New issue
Advanced search Search tips
Note: Color blocks (like or ) mean that a user may not be available. Tooltip shows the reason.

Issue 675477 link

Starred by 6 users

Issue metadata

Status: Fixed
Owner:
Last visit > 30 days ago
Closed: Jan 2018
Cc:
Components:
EstimatedDays: ----
NextAction: ----
OS: Linux , Android , Mac
Pri: 2
Type: Bug



Sign in to add a comment

Tamil language content editing does not work well.

Reported by shankark...@gmail.com, Dec 18 2016

Issue description

If I type in a textbox, especially the ones that support richtext editing, the characters are jumbled.

Chrome Version       : Google Chrome Version 52.0.2743.116 (64-bit), Linux Mint v18.1
URLs (if applicable) : https://www.facebook.com/
Other browsers tested:
Firefox 49.0.2 - OK
Safari - OK
IE11 - OK
Chromium: Fail

What steps will reproduce the problem?
(1) Interpretation of pulli (Tamil: புள்ளி, puḷḷi, character ் mentioned at http://graphemica.com/0BCD) Tamil virama sign.
What steps will reproduce the problem?
(2) Open Facebook (as an example)
(3) Type அச்சம் using a Tamil keyboard driver.

What is the expected result?
i) The word அச்சம் should appear


What happens instead?
i) Shows up as அச்ம்சம்.

Please provide any additional information below. Attach a screenshot if
possible.
Another example text: Typing தன்னிலை shows up as தன்ல்னிலை.

Did this work before? Yes, but unsure of the version. Must at least have been 4 months ago.

Pattern identification: When a full or half consonant letter is typed after a visarga and full consonant, the last typed letter is getting inserted behind the visarga.

 

Comment 1 by tkent@chromium.org, Dec 18 2016

Components: Blink>Editing
Labels: bisc

Comment 2 by tkent@chromium.org, Dec 18 2016

Labels: -bisc Needs-Bisect

Comment 3 by ajha@chromium.org, Dec 18 2016

Labels: -Type-Bug Needs-Milestone OS-Linux Type-Bug-Regression
Adding Needs-Milestone label for further triaging by respective milestone team.
The issue happens in Windows as well, verified in a few recent Windows versions. I feel both 675478 and 675477 have a common root cause.

The steps to reproduce section requires editing as I added it incorrectly. This is the correct version:

Summary of the bug: Interpretation of pulli (Tamil: புள்ளி, puḷḷi, character ் mentioned at http://graphemica.com/0BCD) Tamil virama sign.

What steps will reproduce the problem?
(1) Open Facebook (as an example)
(2) Type அச்சம் using a Tamil keyboard driver.
Verified in Google Chrome in Mac OS X as well and the issue could be reproduced. Screencast is at https://l.facebook.com/l.php?u=https%3A%2F%2F1drv.ms%2Fv%2Fs!AuK0JWpZhGTUhMhKR5eTNJIIsREAVw&h=1AQHlQg5s .
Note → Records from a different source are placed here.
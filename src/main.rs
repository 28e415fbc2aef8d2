// src/main.rs - Command line front end for the block translation layer

use clap::{Parser, Subcommand};
use firmbridge::catalog::block_catalog;
use firmbridge::{BlockArgs, Dispatcher, SimulatedSession};
use firmbridge_shared::board_config::DEVICE_PROFILES;
use firmbridge_shared::config::{self, Config};
use firmbridge_shared::{ConnectionMode, DeviceProfile, Pin, PinRole, ToneRequest};
use serde::Serialize;
use std::path::PathBuf;
use std::sync::Arc;

type BoxError = Box<dyn std::error::Error + Send + Sync + 'static>;

/// Firmbridge CLI
#[derive(Parser, Debug)]
#[command(name = "firmbridge", about = "Translate editor blocks into device commands.")]
struct Cli {
    /// Path to a TOML config file (defaults apply when omitted)
    #[arg(short, long)]
    config: Option<PathBuf>,

    /// Log every command sent to the device
    #[arg(short, long)]
    verbose: bool,

    #[command(subcommand)]
    command: Commands,
}

#[derive(Subcommand, Debug)]
enum Commands {
    /// Print the block catalog for the configured device as JSON
    Catalog,
    /// List known device profiles and their pin roles
    Devices,
    /// Print the steps of a tone sweep
    Bend {
        #[arg(long)]
        from: f64,
        #[arg(long)]
        to: f64,
        #[arg(long)]
        step: f64,
        #[arg(long, default_value_t = 100)]
        duration: u32,
        #[arg(long, default_value_t = 0)]
        silence: u32,
    },
    /// Run one block against a simulated device (e.g. exec setPwmOutput PIN=D3 OUT=128)
    Exec {
        /// interactive or upload
        #[arg(long)]
        mode: Option<ConnectionMode>,
        opcode: String,
        #[arg(value_parser = parse_key_val)]
        args: Vec<(String, String)>,
    },
}

fn parse_key_val(s: &str) -> Result<(String, String), String> {
    match s.find('=') {
        Some(pos) => Ok((s[..pos].to_string(), s[pos + 1..].to_string())),
        None => Err(format!("Invalid KEY=VAL: no `=` found in '{}'.", s)),
    }
}

#[derive(Serialize)]
struct DeviceListing<'a> {
    #[serde(flatten)]
    profile: &'a DeviceProfile,
    board: &'static str,
    pins: Vec<(Pin, Vec<PinRole>)>,
}

fn listing(profile: &DeviceProfile) -> DeviceListing<'_> {
    let registry = profile.registry();
    let pins = registry
        .pins_with(PinRole::Digital)
        .into_iter()
        .map(|pin| {
            let mut roles: Vec<PinRole> = registry
                .roles(pin)
                .map(|r| r.iter().copied().collect())
                .unwrap_or_default();
            roles.sort();
            (pin, roles)
        })
        .collect();
    DeviceListing {
        profile,
        board: profile.board.name,
        pins,
    }
}

#[tokio::main]
async fn main() -> Result<(), BoxError> {
    let cli = Cli::parse();

    tracing_subscriber::fmt()
        .with_max_level(if cli.verbose {
            tracing::Level::DEBUG
        } else {
            tracing::Level::INFO
        })
        .with_writer(std::io::stderr)
        .init();

    let config = match &cli.config {
        Some(path) => {
            let path = path.to_string_lossy();
            tracing::info!("Loading configuration from: {}", path);
            config::load_config(&path)?
        }
        None => Config::default(),
    };

    match cli.command {
        Commands::Catalog => {
            let profile = config.device_profile()?;
            println!("{}", serde_json::to_string_pretty(&block_catalog(profile))?);
        }
        Commands::Devices => {
            let devices: Vec<DeviceListing> = DEVICE_PROFILES.iter().map(|p| listing(p)).collect();
            println!("{}", serde_json::to_string_pretty(&devices)?);
        }
        Commands::Bend {
            from,
            to,
            step,
            duration,
            silence,
        } => {
            let tone = ToneRequest::new(from, to, step, duration, silence)?;
            for tone_step in tone.steps() {
                println!("{:.2} Hz  {} ms", tone_step.frequency_hz, tone_step.duration_ms);
            }
            println!("silence {} ms", tone.trailing_silence_ms());
        }
        Commands::Exec { mode, opcode, args } => {
            let session = Arc::new(SimulatedSession::new());
            let dispatcher = Dispatcher::new(&config, session.clone())?;
            if let Some(mode) = mode {
                dispatcher.notify_mode_change(mode);
            }
            let args: BlockArgs = args.into_iter().collect();
            let result = dispatcher.dispatch_block(&opcode, &args).await;
            for line in session.lines().await {
                println!("> {}", line);
            }
            match result {
                Ok(payload) => println!("{}", serde_json::to_string(&payload)?),
                Err(e) => {
                    eprintln!("{}", e);
                    std::process::exit(1);
                }
            }
        }
    }

    Ok(())
}
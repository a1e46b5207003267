/*!
Grounding defaults and tolerances.

These constants centralize the parameters used by the probe, the manual mesh
intersector and the vertical smoothing filter. Keeping them together makes
tuning easier and keeps the defaults of [`crate::GrounderSettings`] and
[`crate::ProbeSettings`] in one place.

Notes
- Distances are in meters, time in seconds.
- `EPS` is a practical tolerance, not machine epsilon.
*/

/// Tolerance shared by the Möller–Trumbore determinant test and the
/// "hit behind or at the origin" rejection.
pub const EPS: f32 = 1.0e-6;

/// Vertical offset added to the resolved ground height (meters).
pub const DEFAULT_OFFSET_Y: f32 = 0.0;

/// How far above the tracked position the probe ray starts (meters).
/// Large enough that a walker slightly sunk into a slope still finds the surface.
pub const DEFAULT_PROBE_HEIGHT: f32 = 2.0;

/// Maximum distance of the accelerated downward cast (meters).
pub const DEFAULT_PROBE_DISTANCE: f32 = 100.0;

/// Response time of the vertical smoothing filter (seconds).
pub const DEFAULT_SMOOTH_TIME: f32 = 0.05;

/// Lower bound applied to the filter response time once smoothing is active.
/// Below this the filter coefficients lose precision.
pub const MIN_SMOOTH_TIME: f32 = 1.0e-4;

/// Coefficients of the rational approximation of `exp(-x)` used by the filter.
pub const EXP_APPROX_C2: f32 = 0.48;
pub const EXP_APPROX_C3: f32 = 0.235;
//! Debug/performance tooling for native dev builds.
//!
//! Compiled only behind `dev_native`. Logs frame time, entity count and how
//! many actors are grounded (and through which source) once per second.

use bevy::diagnostic::{
    Diagnostic, DiagnosticPath, Diagnostics, EntityCountDiagnosticsPlugin,
    FrameTimeDiagnosticsPlugin, LogDiagnosticsPlugin, RegisterDiagnostic,
};
use bevy::prelude::*;
use grounder::GroundSource;

use crate::ground::Grounded;

const GROUNDED: DiagnosticPath = DiagnosticPath::const_new("grounder/grounded");
const ON_MESH_FALLBACK: DiagnosticPath = DiagnosticPath::const_new("grounder/on_mesh_fallback");

pub(super) fn plugin(app: &mut App) {
    app.add_plugins((
        FrameTimeDiagnosticsPlugin::default(),
        EntityCountDiagnosticsPlugin::default(),
        LogDiagnosticsPlugin::default(),
    ));

    app.register_diagnostic(Diagnostic::new(GROUNDED))
        .register_diagnostic(Diagnostic::new(ON_MESH_FALLBACK));
    app.add_systems(Update, measure_grounding);
}

fn measure_grounding(mut diagnostics: Diagnostics, actors: Query<&Grounded>) {
    let (mut grounded, mut on_mesh) = (0usize, 0usize);
    for actor in &actors {
        match actor.source {
            Some(GroundSource::Mesh) => {
                grounded += 1;
                on_mesh += 1;
            }
            Some(GroundSource::Accelerated) => grounded += 1,
            None => {}
        }
    }

    diagnostics.add_measurement(&GROUNDED, || grounded as f64);
    diagnostics.add_measurement(&ON_MESH_FALLBACK, || on_mesh as f64);
}
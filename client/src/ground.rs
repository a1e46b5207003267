//! Keeps actors on the ground.
//!
//! Grounding runs in `PostUpdate` so it sees this frame's horizontal movement
//! and only ever rewrites the vertical coordinate.

use bevy::prelude::*;
use grounder::{
    GroundSource, Grounder, GrounderSettings, Mesh as GroundMesh, Point3,
    RapierQueryWorld, Transform as MeshPose,
};

pub(super) fn plugin(app: &mut App) {
    app.add_systems(PostUpdate, ground_actors);
    app.add_systems(Update, teleport_actors);
}

/// Height a teleported actor is dropped from.
const TELEPORT_HEIGHT: f32 = 6.0;

/// Static ground geometry shared by every grounded actor.
#[derive(Resource)]
pub struct GroundWorld {
    /// Accelerated source: static colliders.
    pub colliders: RapierQueryWorld,
    /// Collider-less terrain and its pose, raycast manually when enabled.
    pub terrain: Option<(GroundMesh, MeshPose)>,
}

/// An actor whose y follows the ground beneath it.
#[derive(Component)]
pub struct Grounded {
    pub grounder: Grounder,
    /// Source of the most recent hit, `None` while airborne.
    pub source: Option<GroundSource>,
}

impl Grounded {
    pub fn new(settings: GrounderSettings) -> Self {
        Self {
            grounder: Grounder::new(settings),
            source: None,
        }
    }
}

#[inline]
pub fn to_point(v: Vec3) -> Point3 {
    Point3::new(v.x, v.y, v.z)
}

#[inline]
pub fn to_vec3(p: &Point3) -> Vec3 {
    Vec3::new(p.x, p.y, p.z)
}

fn ground_actors(
    time: Res<Time>,
    ground: Option<Res<GroundWorld>>,
    mut actors: Query<(&mut Transform, &mut Grounded)>,
) {
    let Some(ground) = ground else {
        return;
    };
    let dt = time.delta_secs();

    for (mut transform, mut grounded) in &mut actors {
        let mut query = grounded.grounder.query().with_rapier(&ground.colliders);
        if let Some((mesh, pose)) = &ground.terrain {
            query = query.with_mesh_fallback(mesh, pose);
        }

        let position = to_point(transform.translation);
        let tick = grounded.grounder.tick(&position, &query, dt);
        grounded.source = tick.probe.map(|probe| probe.source);

        if tick.y != transform.translation.y {
            transform.translation.y = tick.y;
        }
    }
}

/// `T` lifts every actor and restarts its smoothing from there.
fn teleport_actors(
    keys: Res<ButtonInput<KeyCode>>,
    mut actors: Query<(&mut Transform, &mut Grounded)>,
) {
    if !keys.just_pressed(KeyCode::KeyT) {
        return;
    }

    for (mut transform, mut grounded) in &mut actors {
        transform.translation.y = TELEPORT_HEIGHT;
        grounded.grounder.teleport(TELEPORT_HEIGHT);
        grounded.source = None;
    }
    info!("teleported actors to y={TELEPORT_HEIGHT}");
}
Comment 6 by ajha@chromium.org, Dec 19 2016

Cc: yosin@chromium.org ajha@chromium.org nona@chromium.org
Labels: -Type-Bug-Regression M-57 Type-Bug
Status: Untriaged (was: Unconfirmed)
Based on the bisect result from  Issue 675478 , cc'ing nona@ for confirmation if both are same.

Comment 7 by ajha@chromium.org, Dec 20 2016

Labels: Needs-Feedback OS-Mac
shankarkrupa@: Unlike  Issue 675478 , I was unable to reproduce the issue on the reported version on Mac OS 10.11.6. Attaching the screen-cast for reference. Typed (accam for அச்சம்) using keyboard and didn't observe this changing to அச்ம்சம்.




675477.mp4
1.0 MB View Download
I am unable to get access to the person with the Mac, so unable to verify it in Mac. I do use Linux, and it is a big problem for myself and many users over the day-to-day activities.
Cc: jmukthavaram@chromium.org
Unable to reproduce the issue on Linux ubuntu 14.04 with chrome stable version#55.0.2883.87.
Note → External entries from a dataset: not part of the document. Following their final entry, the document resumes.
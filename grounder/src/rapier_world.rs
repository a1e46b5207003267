//! Rapier-based query world for immutable ground geometry.
//!
//! This is the accelerated height source: static colliders live in Rapier's
//! broad-phase BVH and a ground probe is a single ray cast against it.
//!
//! Design goals
//! - Deterministic: given the same inputs (sorted by `id`), build identical in-memory sets.
//! - Query-focused: supports ray casts only; nothing is ever stepped.
//! - Immutable world: this builder assumes statics do not move after construction.
//!
//! Ground meshes without a collider can be promoted into this world with
//! [`WorldStaticDef::from_mesh`], which bakes the mesh pose into a world-space
//! trimesh collider.

// Re-export Rapier so downstream crates can use Rapier macros/types
// without needing to depend on `rapier3d` directly.
pub use rapier3d;

use rapier3d::na::{Translation3, UnitQuaternion};
use rapier3d::prelude::*;

use crate::{
    error::GroundError,
    height::HeightSource,
    mesh::Mesh,
    settings::EPS,
    space::SpaceTransform,
    types::{Point3, SurfaceHit, SurfaceMask},
};

/// Membership of a static collider when nothing else is specified (layer 0).
pub const DEFAULT_LAYERS: u32 = 1;

/// Canonical, schema-agnostic definition of an immutable world collider.
///
/// Conventions
/// - Units are meters.
/// - Rotation is a unit quaternion.
/// - `layers` are the collider's membership bits, matched against a probe's
///   [`SurfaceMask`].
#[derive(Clone, Debug)]
pub struct WorldStaticDef {
    /// Stable unique identifier used to ensure deterministic insertion order.
    pub id: u32,
    /// World-space translation.
    pub translation: Vector<f32>,
    /// World-space rotation (unit quaternion).
    pub rotation: UnitQuaternion<f32>,
    /// Collision layers this collider belongs to.
    pub layers: u32,
    /// Trigger volume: never reported as ground.
    pub sensor: bool,
    /// Collider shape parameters.
    pub shape: ColliderShapeDef,
}

impl WorldStaticDef {
    /// A solid collider on the default layer.
    pub fn new(
        id: u32,
        translation: Vector<f32>,
        rotation: UnitQuaternion<f32>,
        shape: ColliderShapeDef,
    ) -> Self {
        Self {
            id,
            translation,
            rotation,
            layers: DEFAULT_LAYERS,
            sensor: false,
            shape,
        }
    }

    pub fn with_layers(mut self, layers: u32) -> Self {
        self.layers = layers;
        self
    }

    pub fn as_sensor(mut self) -> Self {
        self.sensor = true;
        self
    }

    /// Trimesh collider for a collider-less ground mesh.
    ///
    /// Colliders are placed with isometries, so the full `transform` (scale
    /// included) is baked into world-space vertices and the def gets an identity pose.
    pub fn from_mesh<T: SpaceTransform + ?Sized>(id: u32, mesh: &Mesh, transform: &T) -> Self {
        let vertices = mesh
            .vertices()
            .iter()
            .map(|v| transform.transform_point(v))
            .collect();
        let indices = mesh.triangle_indices().collect();
        Self::new(
            id,
            Vector::zeros(),
            UnitQuaternion::identity(),
            ColliderShapeDef::TriMesh { vertices, indices },
        )
    }
}

/// Supported static collider shapes.
#[derive(Clone, Debug)]
pub enum ColliderShapeDef {
    /// Infinite plane (half-space) facing the pose's +Y.
    ///
    /// In Rapier, a plane/half-space is infinite. Any "X/Z size" a renderer
    /// shows is purely a mesh concern, not collision.
    Plane {
        /// Offset along the plane normal (meters).
        offset_along_normal: f32,
    },

    /// Oriented cuboid with given half-extents (meters).
    Cuboid { half_extents: Vector<f32> },

    /// Sphere/ball (meters).
    Sphere { radius: f32 },

    /// Y-aligned capsule (meters).
    CapsuleY { radius: f32, half_height: f32 },

    /// Triangle mesh in the pose's local frame.
    TriMesh {
        vertices: Vec<Point3>,
        indices: Vec<[u32; 3]>,
    },
}

/// In-memory Rapier structures needed for scene queries against a static world.
///
/// This stores:
/// - `RigidBodySet`/`ColliderSet` containing the static world geometry.
/// - `NarrowPhase` and `BroadPhaseBvh` used to create a borrowed `QueryPipeline`.
///
/// For immutable statics, these can be built once at startup and reused.
pub struct RapierQueryWorld {
    pub bodies: RigidBodySet,
    pub colliders: ColliderSet,
    pub broad_phase: BroadPhaseBvh,
    pub narrow_phase: NarrowPhase,
}

impl RapierQueryWorld {
    /// Build a query world from a list of static collider definitions.
    ///
    /// Determinism
    /// - The input is sorted by `id` before insertion.
    ///
    /// Fails if a trimesh def is rejected by Rapier (e.g., no triangles).
    pub fn build(mut defs: Vec<WorldStaticDef>) -> Result<Self, GroundError> {
        // Ensure deterministic insertion order.
        defs.sort_by_key(|d| d.id);

        let mut bodies = RigidBodySet::new();
        let mut colliders = ColliderSet::new();

        // Insert each static as a fixed rigid-body + attached collider.
        for def in defs {
            let iso = Isometry::from_parts(Translation3::from(def.translation), def.rotation);

            let rb = RigidBodyBuilder::fixed().pose(iso).build();
            let rb_handle = bodies.insert(rb);

            let collider = collider_from_def(&def)?;
            colliders.insert_with_parent(collider, rb_handle, &mut bodies);
        }

        // Collision-detection only (no dynamics): updates the broad-phase BVH
        // so ray casts can run.
        let mut broad_phase = BroadPhaseBvh::new();
        let mut narrow_phase = NarrowPhase::new();
        let mut collision_pipeline = CollisionPipeline::new();

        let hooks = ();
        let events = ();
        collision_pipeline.step(
            0.0,
            &mut broad_phase,
            &mut narrow_phase,
            &mut bodies,
            &mut colliders,
            &hooks,
            &events,
        );

        log::debug!("built ground query world with {} colliders", colliders.len());

        Ok(Self {
            bodies,
            colliders,
            broad_phase,
            narrow_phase,
        })
    }

    /// Create a borrowed `QueryPipeline` view suitable for scene queries.
    ///
    /// The returned pipeline borrows `self`, so it should be used within the scope
    /// of the borrow.
    pub fn query_pipeline<'a>(&'a self, filter: QueryFilter<'a>) -> QueryPipeline<'a> {
        self.broad_phase.as_query_pipeline(
            self.narrow_phase.query_dispatcher(),
            &self.bodies,
            &self.colliders,
            filter,
        )
    }

    /// Nearest solid, non-sensor hit along `ray` within `max_distance` on the
    /// layers selected by `mask`.
    ///
    /// A collider that contains the ray origin reports itself at distance zero.
    /// Such colliders are skipped and the nearest surface past them is returned,
    /// so a probe starting inside a deck or overhang still finds the floor below.
    pub fn cast_ray(&self, ray: &Ray, max_distance: f32, mask: SurfaceMask) -> Option<SurfaceHit> {
        if max_distance <= 0.0 {
            return None;
        }

        let groups = InteractionGroups::all().with_filter(Group::from_bits_truncate(mask.effective()));
        let filter = QueryFilter::default().exclude_sensors().groups(groups);
        let pipeline = self.query_pipeline(filter);

        let (_, nearest) = pipeline.cast_ray_and_get_normal(ray, max_distance, true)?;
        let hit = if nearest.time_of_impact > EPS {
            nearest
        } else {
            // Started inside something: scan every collider along the ray.
            pipeline
                .intersect_ray(*ray, max_distance, true)
                .map(|(_, _, hit)| hit)
                .filter(|hit| hit.time_of_impact > EPS)
                .min_by(|a, b| a.time_of_impact.total_cmp(&b.time_of_impact))?
        };

        Some(SurfaceHit {
            point: ray.point_at(hit.time_of_impact),
            normal: hit.normal,
            distance: hit.time_of_impact * ray.dir.norm(),
        })
    }
}

/// [`RapierQueryWorld`] as a [`HeightSource`], restricted to `mask`.
#[derive(Clone, Copy)]
pub struct RapierGround<'a> {
    pub world: &'a RapierQueryWorld,
    pub mask: SurfaceMask,
}

impl HeightSource for RapierGround<'_> {
    #[inline]
    fn cast(&self, ray: &Ray, max_distance: f32) -> Option<SurfaceHit> {
        self.world.cast_ray(ray, max_distance, self.mask)
    }
}

/// Build a Rapier collider from a `WorldStaticDef`.
///
/// The pose lives on the parent rigid-body, so the collider is created with an
/// identity local transform (planes add their offset along local +Y).
pub fn collider_from_def(def: &WorldStaticDef) -> Result<Collider, GroundError> {
    let builder = match &def.shape {
        ColliderShapeDef::Plane {
            offset_along_normal,
        } => ColliderBuilder::halfspace(Vector::y_axis())
            .translation(vector![0.0, *offset_along_normal, 0.0]),

        ColliderShapeDef::Cuboid { half_extents } => {
            ColliderBuilder::cuboid(half_extents.x, half_extents.y, half_extents.z)
        }

        ColliderShapeDef::Sphere { radius } => ColliderBuilder::ball(*radius),

        ColliderShapeDef::CapsuleY {
            radius,
            half_height,
        } => ColliderBuilder::capsule_y(*half_height, *radius),

        ColliderShapeDef::TriMesh { vertices, indices } => {
            ColliderBuilder::trimesh(vertices.clone(), indices.clone())
                .map_err(|e| GroundError::TriMesh(format!("{e:?}")))?
        }
    };

    let groups = InteractionGroups::all().with_memberships(Group::from_bits_truncate(def.layers));
    Ok(builder
        .collision_groups(groups)
        .sensor(def.sensor)
        .build())
}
Observed text (அச்சம்) displayed correctly using Tamil keyboard driver.

Please find the attached screencast & let us know if we miss anything to reproduce the issue.

Thank you.


675477.mp4
1.0 MB View Download
I believe the mentioned keyboard driver is Google Input tools. I am not able to reproduce the issue with this driver, either. However, with a system-level input driver like IBus for Linux, the issue still persists. I have not seen the source code, but could this be because the Google Input tool handles the input differently than system-level input drivers? For example, does Google Input tool sequentially replace the characters instead of sending the converted key code as it is typed?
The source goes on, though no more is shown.